An interview with Alvaro Barrington ‘My art’s got to be in the community’
By Michael Delgado
Alvaro Barrington hasn’t slept much. His gallery assistant, Natalia Grabowska, warns me of this as she’s showing me around his studio. ‘He’s a bit sleep-deprived today,’ she says. ‘He goes into beast mode, where he likes to sleep here and work for hours and hours – it’s never-ending.’ When, half an hour later, Barrington welcomes me into his office at the top of his studio building, I see what Grabowska means. He’s wearing a sweatshirt, jogging bottoms and rubber loafers in the shape of frogs. ‘The past week I’ve been here and that has been my bed,’ he tells me, pointing to the brown leather sofa behind me, which is piled high with unidentified fabrics. He sits on an office chair next to his computer, a window behind him looking out on the studio garden and a work in progress leaning against the wall: a canvas of about a metre square, covered in little patches of brown and green yarn that he says is inspired by the colours in his garden. I ask him why he’s been sleeping in his studio when he lives just down the road. ‘If I could be in my studio 24/7 I would,’ he says. He looks deadly serious.
By the end of the interview I feel that, if I were given a proper bed, I too wouldn’t mind spending most of my time here. Barrington is a gracious host – intelligent, polite, intense at times but funny too – and his studio, a sprawling affair that takes up two buildings of a decommissioned school on Whitechapel Road, is an awe-inspiring place, full of vitality and chaos. I count eight people in total while I’m there, including three in his woodwork studio, affixing corrugated iron sheets and sawn milk crates to wooden slabs to create the cobbled-together frames he uses in his works, and three helpers ironing fabric in his sewing studio, where endless scrolls of yarn and hessian are filed away like manuscripts on wall-to-ceiling shelves. I walk into his painting studio and am greeted not by a human but by a life-sized painted cardboard figure of the late, great basketball player Kobe Bryant. It’s all thrillingly hectic and feels like a suitable place of origin for Barrington’s artworks, which range from vibrant paintings to Rauschenberg-esque assemblages of traditional and unorthodox materials – paint, concrete, yarn, hessian, glass, neon lights, milk crates, snare drums, brooms – and are inspired by everyone from Cy Twombly to Tupac.
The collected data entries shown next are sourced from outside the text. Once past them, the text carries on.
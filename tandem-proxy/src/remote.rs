//! Remote simulators behind a framed channel.
//!
//! Frames are JSON messages with a 4-byte big-endian length prefix,
//! carried over any [`Transport`] — a TCP stream to a child process or
//! an already-running service, or an in-memory duplex in tests. One
//! reader task per connection correlates replies to in-flight requests
//! and serves the simulator's own requests back into the orchestrator.

use crate::call::{ApiCall, ApiReply};
use crate::link::{LinkHandle, dispatch_request};
use crate::proxy::Connection;
use async_trait::async_trait;
use futures::{SinkExt, StreamExt};
use serde_json::{Map, Value, json};
use std::collections::{BTreeMap, HashMap};
use std::sync::{Arc, Mutex};
use tandem_types::{
    EntityDesc, Frame, InputData, NonSerializableInputs, OutputReply, RawMeta, SimId, SimValue,
    SimulationError,
};
use tokio::io::{AsyncRead, AsyncWrite, ReadHalf, WriteHalf};
use tokio::net::{TcpListener, TcpStream};
use tokio::sync::oneshot;
use tokio::task::JoinHandle;
use tokio_util::bytes::Bytes;
use tokio_util::codec::{FramedRead, FramedWrite, LengthDelimitedCodec};

/// Anything a framed channel can run over.
pub trait Transport: AsyncRead + AsyncWrite + Send + Unpin + 'static {}

impl<T: AsyncRead + AsyncWrite + Send + Unpin + 'static> Transport for T {}

type Writer = Arc<tokio::sync::Mutex<FramedWrite<WriteHalf<Box<dyn Transport>>, LengthDelimitedCodec>>>;

/// In-flight requests and the shared outgoing message counter.
struct PendingMap {
    next_id: u64,
    in_flight: HashMap<u64, oneshot::Sender<Result<Value, String>>>,
    /// Set once the channel is unusable; new requests fail immediately.
    closed: Option<String>,
}

/// [`Connection`] to a simulator on the far side of a framed channel.
pub struct RemoteConnection {
    sid: SimId,
    writer: Writer,
    pending: Arc<Mutex<PendingMap>>,
    reader: Mutex<Option<JoinHandle<()>>>,
}

impl RemoteConnection {
    /// Run the channel over an established transport.
    pub fn new(sid: SimId, transport: Box<dyn Transport>, link: LinkHandle) -> Self {
        let (read_half, write_half) = tokio::io::split(transport);
        let writer: Writer = Arc::new(tokio::sync::Mutex::new(FramedWrite::new(
            write_half,
            LengthDelimitedCodec::new(),
        )));
        let pending = Arc::new(Mutex::new(PendingMap {
            next_id: 0,
            in_flight: HashMap::new(),
            closed: None,
        }));
        let reader = tokio::spawn(reader_loop(
            sid.clone(),
            FramedRead::new(read_half, LengthDelimitedCodec::new()),
            Arc::clone(&writer),
            Arc::clone(&pending),
            link,
        ));
        Self {
            sid,
            writer,
            pending,
            reader: Mutex::new(Some(reader)),
        }
    }

    /// Dial an already-running simulator service.
    pub async fn connect(
        sid: SimId,
        addr: &str,
        link: LinkHandle,
    ) -> Result<Self, std::io::Error> {
        let stream = TcpStream::connect(addr).await?;
        Ok(Self::new(sid, Box::new(stream), link))
    }

    /// Accept the connection a freshly started simulator process makes
    /// back to the orchestrator.
    pub async fn accept(
        sid: SimId,
        listener: &TcpListener,
        link: LinkHandle,
    ) -> Result<Self, std::io::Error> {
        let (stream, peer) = listener.accept().await?;
        tracing::debug!(sid = %sid, peer = %peer, "simulator connected");
        Ok(Self::new(sid, Box::new(stream), link))
    }

    fn lost(&self, reason: impl Into<String>) -> SimulationError {
        SimulationError::ConnectionLost {
            sid: self.sid.clone(),
            reason: reason.into(),
        }
    }

    async fn send_frame(&self, frame: &Frame) -> Result<(), SimulationError> {
        let bytes = serde_json::to_vec(&frame.to_value())
            .map_err(|e| self.lost(format!("encoding failed: {e}")))?;
        let mut writer = self.writer.lock().await;
        writer
            .send(Bytes::from(bytes))
            .await
            .map_err(|e| self.lost(e.to_string()))
    }

    fn encode(&self, call: &ApiCall) -> Result<(Vec<Value>, Map<String, Value>), SimulationError> {
        Ok(match call {
            ApiCall::Init {
                sid,
                time_resolution,
                params,
            } => {
                let mut kwargs = params.clone();
                if let Some(res) = time_resolution {
                    kwargs.insert("time_resolution".into(), json!(res));
                }
                (vec![json!(sid)], kwargs)
            }
            ApiCall::Create { num, model, params } => {
                (vec![json!(num), json!(model)], params.clone())
            }
            ApiCall::SetupDone => (vec![], Map::new()),
            ApiCall::Step {
                time,
                inputs,
                max_advance,
            } => {
                let inputs = self.encode_inputs(inputs)?;
                let mut args = vec![json!(time), inputs];
                if let Some(ma) = max_advance {
                    args.push(json!(ma));
                }
                (args, Map::new())
            }
            ApiCall::GetData { outputs } => {
                let outputs = serde_json::to_value(outputs)
                    .map_err(|e| self.lost(format!("encoding failed: {e}")))?;
                (vec![outputs], Map::new())
            }
            ApiCall::Extra { args, kwargs, .. } => (args.clone(), kwargs.clone()),
        })
    }

    /// Encode step inputs, aggregating every opaque value into one
    /// error so the user sees all offending sources at once.
    fn encode_inputs(&self, inputs: &InputData) -> Result<Value, SimulationError> {
        let mut offenders = Vec::new();
        let mut encoded = Map::new();
        for (eid, attrs) in inputs {
            let mut attr_map = Map::new();
            for (attr, sources) in attrs {
                let mut source_map = Map::new();
                for (src, value) in sources {
                    match value {
                        SimValue::Json(v) => {
                            source_map.insert(src.clone(), v.clone());
                        }
                        SimValue::Opaque(_) => {
                            offenders.push((eid.clone(), attr.clone(), src.clone()));
                        }
                    }
                }
                attr_map.insert(attr.clone(), Value::Object(source_map));
            }
            encoded.insert(eid.to_string(), Value::Object(attr_map));
        }
        if offenders.is_empty() {
            Ok(Value::Object(encoded))
        } else {
            Err(NonSerializableInputs {
                dest: self.sid.clone(),
                errors: offenders,
            }
            .into())
        }
    }

    fn decode(&self, call: &ApiCall, value: Value) -> Result<ApiReply, SimulationError> {
        let malformed = |reason: String| SimulationError::MalformedReply {
            sid: self.sid.clone(),
            method: call.method().to_owned(),
            reason,
        };
        Ok(match call {
            ApiCall::Init { .. } => {
                let raw: RawMeta =
                    serde_json::from_value(value).map_err(|e| malformed(e.to_string()))?;
                ApiReply::Meta(raw)
            }
            ApiCall::Create { .. } => {
                let entities: Vec<EntityDesc> =
                    serde_json::from_value(value).map_err(|e| malformed(e.to_string()))?;
                ApiReply::Entities(entities)
            }
            ApiCall::SetupDone => ApiReply::Done,
            ApiCall::Step { .. } => match value {
                Value::Null => ApiReply::NextStep(None),
                Value::Number(n) => ApiReply::NextStep(Some(n.as_u64().ok_or_else(|| {
                    SimulationError::InvalidNextStep {
                        sid: self.sid.clone(),
                        reason: format!("next step must be a non-negative integer, got {n}"),
                    }
                })?)),
                other => {
                    return Err(SimulationError::InvalidNextStep {
                        sid: self.sid.clone(),
                        reason: format!("next step must be an integer or null, got {other}"),
                    });
                }
            },
            ApiCall::GetData { .. } => {
                let Value::Object(mut raw) = value else {
                    return Err(malformed("get_data reply is not an object".into()));
                };
                let time = match raw.remove("time") {
                    None | Some(Value::Null) => None,
                    Some(v) => Some(v.as_u64().ok_or_else(|| {
                        malformed(format!("output time must be a non-negative integer, got {v}"))
                    })?),
                };
                let mut data = BTreeMap::new();
                for (eid, attrs) in raw {
                    let Value::Object(attrs) = attrs else {
                        return Err(malformed(format!("attributes of {eid} are not an object")));
                    };
                    data.insert(
                        eid.into(),
                        attrs
                            .into_iter()
                            .map(|(attr, v)| (attr, SimValue::Json(v)))
                            .collect(),
                    );
                }
                ApiReply::Data(OutputReply { time, data })
            }
            ApiCall::Extra { .. } => ApiReply::Value(value),
        })
    }
}

#[async_trait]
impl Connection for RemoteConnection {
    async fn request(&self, call: ApiCall) -> Result<ApiReply, SimulationError> {
        let (args, kwargs) = self.encode(&call)?;
        let (tx, rx) = oneshot::channel();
        let id = {
            let mut pending = self.pending.lock().expect("pending map poisoned");
            if let Some(reason) = &pending.closed {
                return Err(self.lost(reason.clone()));
            }
            let id = pending.next_id;
            pending.next_id += 1;
            pending.in_flight.insert(id, tx);
            id
        };

        let frame = Frame::Request {
            id,
            method: call.method().to_owned(),
            args,
            kwargs,
        };
        if let Err(e) = self.send_frame(&frame).await {
            self.pending
                .lock()
                .expect("pending map poisoned")
                .in_flight
                .remove(&id);
            return Err(e);
        }

        match rx.await {
            Ok(Ok(value)) => self.decode(&call, value),
            Ok(Err(message)) => Err(SimulationError::Request {
                sid: self.sid.clone(),
                method: call.method().to_owned(),
                message,
            }),
            Err(_) => Err(self.lost("channel closed while waiting for a reply")),
        }
    }

    async fn stop(&self) {
        // Best-effort terminator; the simulator may already be gone.
        let id = {
            let mut pending = self.pending.lock().expect("pending map poisoned");
            let id = pending.next_id;
            pending.next_id += 1;
            id
        };
        let frame = Frame::Request {
            id,
            method: "stop".into(),
            args: vec![],
            kwargs: Map::new(),
        };
        if let Err(e) = self.send_frame(&frame).await {
            tracing::debug!(sid = %self.sid, error = %e, "stop message could not be sent");
        }
        if let Err(e) = self.writer.lock().await.close().await {
            tracing::debug!(sid = %self.sid, error = %e, "closing the channel failed");
        }
        let reader = self.reader.lock().expect("reader handle poisoned").take();
        if let Some(reader) = reader {
            let _ = reader.await;
        }
    }
}

/// Reads frames until end-of-stream: replies complete in-flight
/// requests, requests are dispatched to the orchestrator link.
async fn reader_loop(
    sid: SimId,
    mut frames: FramedRead<ReadHalf<Box<dyn Transport>>, LengthDelimitedCodec>,
    writer: Writer,
    pending: Arc<Mutex<PendingMap>>,
    link: LinkHandle,
) {
    let reason = loop {
        let bytes = match frames.next().await {
            None => break "end of stream".to_owned(),
            Some(Err(e)) => {
                tracing::warn!(sid = %sid, error = %e, "transport error");
                break e.to_string();
            }
            Some(Ok(bytes)) => bytes,
        };
        let frame = serde_json::from_slice::<Value>(&bytes)
            .map_err(|e| e.to_string())
            .and_then(Frame::from_value);
        let frame = match frame {
            Ok(frame) => frame,
            Err(reason) => {
                tracing::warn!(sid = %sid, reason = %reason, "malformed frame");
                break format!("malformed frame: {reason}");
            }
        };
        match frame {
            Frame::Success { id, payload } => complete(&pending, id, Ok(payload)),
            Frame::Failure { id, message } => complete(&pending, id, Err(message)),
            Frame::Request {
                id,
                method,
                args,
                kwargs,
            } => {
                let reply = match dispatch_request(link.as_ref(), &method, args, kwargs).await {
                    Ok(payload) => Frame::Success { id, payload },
                    Err(message) => Frame::Failure { id, message },
                };
                let bytes = match serde_json::to_vec(&reply.to_value()) {
                    Ok(bytes) => bytes,
                    Err(e) => {
                        tracing::warn!(sid = %sid, error = %e, "reply encoding failed");
                        continue;
                    }
                };
                if let Err(e) = writer.lock().await.send(Bytes::from(bytes)).await {
                    tracing::warn!(sid = %sid, error = %e, "reply could not be sent");
                    break e.to_string();
                }
            }
        }
    };

    // Fail whoever is still waiting; new requests fail at submission.
    let mut pending = pending.lock().expect("pending map poisoned");
    pending.closed = Some(reason.clone());
    for (_, tx) in pending.in_flight.drain() {
        let _ = tx.send(Err(reason.clone()));
    }
}

fn complete(pending: &Arc<Mutex<PendingMap>>, id: u64, result: Result<Value, String>) {
    let tx = pending
        .lock()
        .expect("pending map poisoned")
        .in_flight
        .remove(&id);
    match tx {
        Some(tx) => {
            let _ = tx.send(result);
        }
        None => tracing::warn!(id, "reply for an unknown request"),
    }
}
Barrington’s upcoming commission for Tate Britain, which opens at the end of May, marks the latest step in what has been a remarkable and rapid rise to art-world stardom. Born in Venezuela in 1983 to Haitian and Grenadian parents, and raised by relatives between Grenada and New York, Barrington says that he always knew, on some level, that he wanted to be an artist. ‘I never considered art in the way that we think of it in the art world until much later, but 30 years ago I was a kid in my neighbourhood customising people’s clothes […] people would come to me because they got a pair of sneakers and they wanted them to look different […] I think that was art.’ The first point in his formal artistic education came at Hunter College in Manhattan, a ‘gladiator-style’ art school, he remarks, where professors such as Nari Ward and Daniel Bozhkov would posit their ‘extremely strong opinions about what art is, and I got to listen to all these different voices and pick and choose what I would go along with’.
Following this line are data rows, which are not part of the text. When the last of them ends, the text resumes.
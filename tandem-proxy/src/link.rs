//! The callback surface simulators use to reach back into the
//! orchestrator.
//!
//! In-process simulators hold a [`LinkHandle`] and call it directly;
//! remote simulators send request frames over their channel, which the
//! connection's reader loop dispatches through [`dispatch_request`].
//! Either way the same trait answers, so a simulator behaves
//! identically in and out of process.

use async_trait::async_trait;
use serde_json::{Map, Value, json};
use std::collections::BTreeMap;
use std::sync::Arc;
use tandem_types::{FullId, SimValue, SimulationError};

/// Shared handle to the orchestrator-side callback implementation.
pub type LinkHandle = Arc<dyn SimulatorLink>;

/// Which entities a `get_related_entities` call asks about.
#[derive(Debug, Clone, PartialEq)]
pub enum EntitySelector {
    /// The whole entity relation graph.
    All,
    /// One entity.
    One(FullId),
    /// Several entities.
    Many(Vec<FullId>),
}

/// Requests a simulator may make back into the orchestrator while it is
/// serving a call.
#[async_trait]
pub trait SimulatorLink: Send + Sync {
    /// Overall progress of the run, in percent.
    async fn get_progress(&self) -> Result<f64, SimulationError>;

    /// The relation subgraph for the selected entities. For a single
    /// entity the reply maps related full IDs to entity descriptions;
    /// for several (or all) it is a graph of nodes and edges.
    async fn get_related_entities(
        &self,
        selector: EntitySelector,
    ) -> Result<Value, SimulationError>;

    /// Read cached outputs of other simulators. Requires an
    /// async-enabled connection from each data owner to the caller.
    async fn get_data(
        &self,
        request: BTreeMap<FullId, Vec<String>>,
    ) -> Result<BTreeMap<FullId, BTreeMap<String, SimValue>>, SimulationError>;

    /// Push data into destination entities' input buffers for their
    /// next step. Requires an async-enabled connection from the caller
    /// to each destination.
    async fn set_data(
        &self,
        data: BTreeMap<FullId, BTreeMap<String, SimValue>>,
    ) -> Result<(), SimulationError>;

    /// Insert an external event: schedule a step of the calling
    /// simulator at the given tier-0 time.
    async fn set_event(&self, time: u64) -> Result<(), SimulationError>;
}

/// Dispatch one inbound request frame to the link. Returns the JSON
/// reply payload, or a human-readable failure message.
pub async fn dispatch_request(
    link: &dyn SimulatorLink,
    method: &str,
    args: Vec<Value>,
    _kwargs: Map<String, Value>,
) -> Result<Value, String> {
    match method {
        "get_progress" => {
            let progress = link.get_progress().await.map_err(|e| e.to_string())?;
            Ok(json!(progress))
        }
        "get_related_entities" => {
            let selector = match args.into_iter().next() {
                None | Some(Value::Null) => EntitySelector::All,
                Some(Value::String(s)) => EntitySelector::One(parse_full_id(&s)?),
                Some(Value::Array(items)) => {
                    let mut ids = Vec::with_capacity(items.len());
                    for item in items {
                        let Value::String(s) = item else {
                            return Err("entity list must contain full IDs".into());
                        };
                        ids.push(parse_full_id(&s)?);
                    }
                    EntitySelector::Many(ids)
                }
                Some(other) => {
                    return Err(format!("cannot select related entities by {other}"));
                }
            };
            link.get_related_entities(selector)
                .await
                .map_err(|e| e.to_string())
        }
        "get_data" => {
            let Some(Value::Object(raw)) = args.into_iter().next() else {
                return Err("get_data expects a {full_id: [attr]} object".into());
            };
            let mut request = BTreeMap::new();
            for (full_id, attrs) in raw {
                let attrs: Vec<String> =
                    serde_json::from_value(attrs).map_err(|e| e.to_string())?;
                request.insert(parse_full_id(&full_id)?, attrs);
            }
            let data = link.get_data(request).await.map_err(|e| e.to_string())?;
            let mut reply = Map::new();
            for (full_id, attrs) in data {
                let mut entry = Map::new();
                for (attr, value) in attrs {
                    let value = serde_json::to_value(&value)
                        .map_err(|_| format!("value of {full_id}.{attr} is not serializable"))?;
                    entry.insert(attr, value);
                }
                reply.insert(full_id.to_string(), Value::Object(entry));
            }
            Ok(Value::Object(reply))
        }
        "set_data" => {
            let Some(Value::Object(raw)) = args.into_iter().next() else {
                return Err("set_data expects a {full_id: {attr: value}} object".into());
            };
            let mut data = BTreeMap::new();
            for (full_id, attrs) in raw {
                let Value::Object(attrs) = attrs else {
                    return Err(format!("attributes of {full_id} must be an object"));
                };
                let attrs: BTreeMap<String, SimValue> = attrs
                    .into_iter()
                    .map(|(attr, value)| (attr, SimValue::Json(value)))
                    .collect();
                data.insert(parse_full_id(&full_id)?, attrs);
            }
            link.set_data(data).await.map_err(|e| e.to_string())?;
            Ok(Value::Null)
        }
        "set_event" => {
            let time = args
                .first()
                .and_then(Value::as_u64)
                .ok_or("set_event expects a non-negative integer time")?;
            link.set_event(time).await.map_err(|e| e.to_string())?;
            Ok(Value::Null)
        }
        other => Err(format!("unknown request {other}")),
    }
}

fn parse_full_id(s: &str) -> Result<FullId, String> {
    FullId::parse(s).ok_or_else(|| format!("expected a full `sid.eid` ID, got `{s}`"))
}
After Hunter, Barrington moved to London and enrolled at the Slade, from which he graduated in 2017 – the year he had his first solo exhibition in New York, at MoMA PS1. At the Slade, the lack of class structure suited him: he spent time using what little money he had to book coach trips around European cities to see exhibitions. ‘I went to everything, everywhere’ and ‘If an artist spoke about it, if an artwork hinted at something else, I just thought, “Okay, let me go down this rabbit hole.”’ His voraciousness and ambition haven’t faded; Barrington did six shows last year in preparation for the Tate exhibition, on top of designing floats for Notting Hill Carnival and Glastonbury. ‘When I was offered the commission I called up all the galleries and I said, “Can you schedule me in?” It let me get further with my ideas than I would have done had I just done the traditional two shows a year.’ It became ‘an addiction’, says Barrington. ‘I’m very nervous for the post-Tate crash.’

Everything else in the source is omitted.